Teenagers can get a pretty bad rap; we’re moody, opinionated and spend too much time on our phones just to name a few things. But there is another side to the story. Teenagers are passionate. Passionate about the world we live in and the societies we’re part of. Young people are more and more exposed to the inequality and injustice of the world. They also have more capability than ever before to do something real about it. So go with the moody and opinionated and help them make the most of their phones!

God’s church has been commanded to serve the weakest. Have you ever thought about who are the ones who are most capable and eager to do this? Would it surprise you if it was your young people? This series of blogs will serve to encourage the church in the involvement of youth in seeking justice and showing mercy. We will take a look at why teenagers are so important to mercy ministries and what we can be doing to create a culture of service in the name of the ultimate servant to the world, Jesus.

All people are created in the image of the creator, the creator who gave his son in service to the least deserving. Therefore, we are made with a God given need to serve people in our world, particularly those who are hurting and defenseless. Young people in our church are in the ideal season of life to be serving; they are passionate, full of energy and creativity…. and they can see the world with fresh, creative eyes.

If the church engages its young people, we have the potential to reach an audience that are often otherwise unreachable; other young people in our communities. People under the age of 20 are some of the most vulnerable to homelessness, domestic violence, drug and alcohol abuse, addiction, mental illness and isolation. Getting the young people in your church involved in justice and mercy work is one of the best resources you have.

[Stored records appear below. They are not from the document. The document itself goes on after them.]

//! stratafs - read-only access to file system objects inside layered
//! forensic artifacts
//!
//! A datum inside nested containers (a file in an NTFS volume in a
//! partition in a disk image in an evidence file) is named by a stacked
//! path specification: a parent-linked chain of typed records describing
//! each container from the outside in. From such a chain the resolver
//! materializes either a seekable byte stream or a navigable file entry.
//!
//! ```rust,ignore
//! use stratafs::path_spec::{factory, TypeIndicator};
//! use stratafs::resolver::ResolverContext;
//!
//! let os = factory::new(TypeIndicator::Os, &[("location", "/evidence/logs.tgz")], None)?;
//! let gzip = factory::new(TypeIndicator::Gzip, &[], Some(os))?;
//! let member = factory::new(TypeIndicator::Tar, &[("location", "/syslog")], Some(gzip))?;
//!
//! let context = ResolverContext::new();
//! let entry = context.open_file_entry(&member)?;
//! let mut stream = entry.file_object(None)?;
//! ```
//!
//! Scanners run the other direction: given an unknown source they identify
//! each layer by signature and emit the chains of every reachable file
//! system.

pub mod analyzer;
pub mod cancel;
pub mod common;
pub mod compression;
pub mod crypto;
pub mod error;
pub mod helpers;
pub mod logging;
pub mod path_spec;
pub mod registry;
pub mod resolver;
pub mod scanner;
pub mod stream;
pub mod vfs;

pub use cancel::CancelToken;
pub use error::{VfsError, VfsResult};
pub use path_spec::{PathSpec, TypeIndicator};
pub use registry::BackendRegistry;
pub use resolver::{KeyChain, MountTable, ResolverContext};
pub use scanner::volume::{VolumeScanner, VolumeScannerOptions};
pub use scanner::{ScanContext, SourceScanner};
pub use stream::FileObject;
pub use vfs::{FileEntry, FileSystem, Stat};
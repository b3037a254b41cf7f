//! Cross-partition query execution pipeline
//!
//! Components are decorators over an upstream [`QueryComponent`]. A plan
//! builder stacks them in whatever order the query needs, for example:
//!
//! ```text
//! TakeComponent -> SkipComponent -> AggregateComponent -> merged partitions
//! ```
//!
//! # Continuations
//!
//! Offset and limit carry their remaining count in the continuation they
//! emit, wrapping the continuation of their source. A resumed component
//! rejects a token whose count exceeds the count of the current query.
//!
//! # Cancellation
//!
//! Every drain checks the shared [`CancellationToken`] before doing any work
//! and passes it to its source, so a single cancel reaches every stage.

mod aggregate;
mod batch;
mod cancellation;
mod component;
mod continuation;
mod replay;
mod skip;
mod take;

pub use aggregate::{AggregateComponent, AggregateProjection, DEFAULT_AGGREGATE_PAGE_SIZE};
pub use batch::{merge_query_metrics, QueryMetrics, ResultBatch};
pub use cancellation::CancellationToken;
pub use component::{BoxedComponent, DrainFuture, QueryComponent};
pub use continuation::{ContinuationToken, TokenDecodeError, TokenField};
pub use replay::ReplaySource;
pub use skip::SkipComponent;
pub use take::{LimitFlavor, TakeComponent};
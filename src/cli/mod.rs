//! CLI module for aeroquery
//!
//! Provides command-line interface for:
//! - replay: Run recorded partition pages through the query pipeline
//! - order: Merge recorded partition cursors in ORDER BY order

mod args;
mod commands;
mod errors;
mod io;

pub use args::{Cli, Command};
pub use commands::{
    build_pipeline, drain_pipeline, merge_cursors, order, replay, replay_fixture, run,
    run_command, OrderFixture, ReplayFixture, ReplayPlan,
};
pub use errors::{CliError, CliErrorCode, CliResult};
pub use io::{read_fixture, write_error, write_response};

Thanks to globalisation and social media this generation of young people are better connected to their world than ever before. They are more aware of their responsibility to the poor and needy, and more capable to do something practical. Connections to organisations and people from every corner of the world leads to a bigger vision for their future societies and a deeper passion for what is right. Technology allows teenagers to express and share ideas. Justice is all about sharing stories, raising awareness and igniting the flame of change. Christian young people have a unique Christian voice in social media that should be guided and encouraged by the church.

Young people are full of energy and are ready to be given something to do. We are made to work for the kingdom. Embrace teenagers’ eagerness and fervor, focus it on what they are designed to be doing – serving – and when they are ready to get up and go… let them!

Justice, mercy and teenagers are an obvious match. Being involved in giving and defending people in need brings fulfilment and joy, and the young people in our church can be part of that. Sure, teenagers will learn leadership and team work skills, but more importantly they are being set up for a future of imitating the service of Jesus. Young people are blank canvases and the best foundation the church can give them is allowing and encouraging them to roll up their sleeves and do hard things. Incorporating teenagers into how your church serves is an obvious and essential step that is often overlooked. Let your teenagers do what they were designed to do.

Don’t let anyone look down on you because you are young, but set an example for the believers in speech, in conduct, in love, in faith and in purity. – 1 Timothy 4:12

2 thoughts on “Teenagers, justice & mercy: a perfect match – by Brianna McClean

  1. Peter Reply

    Like this … and it is something we are trying to do …. and the thoughts expressed here will help us “Go and do likewise”. So thanks.

  2. Graeme Swincer Reply

    Well said Brianna – and well written. I would like to think I still share your passion – even towards the other end of the age scale.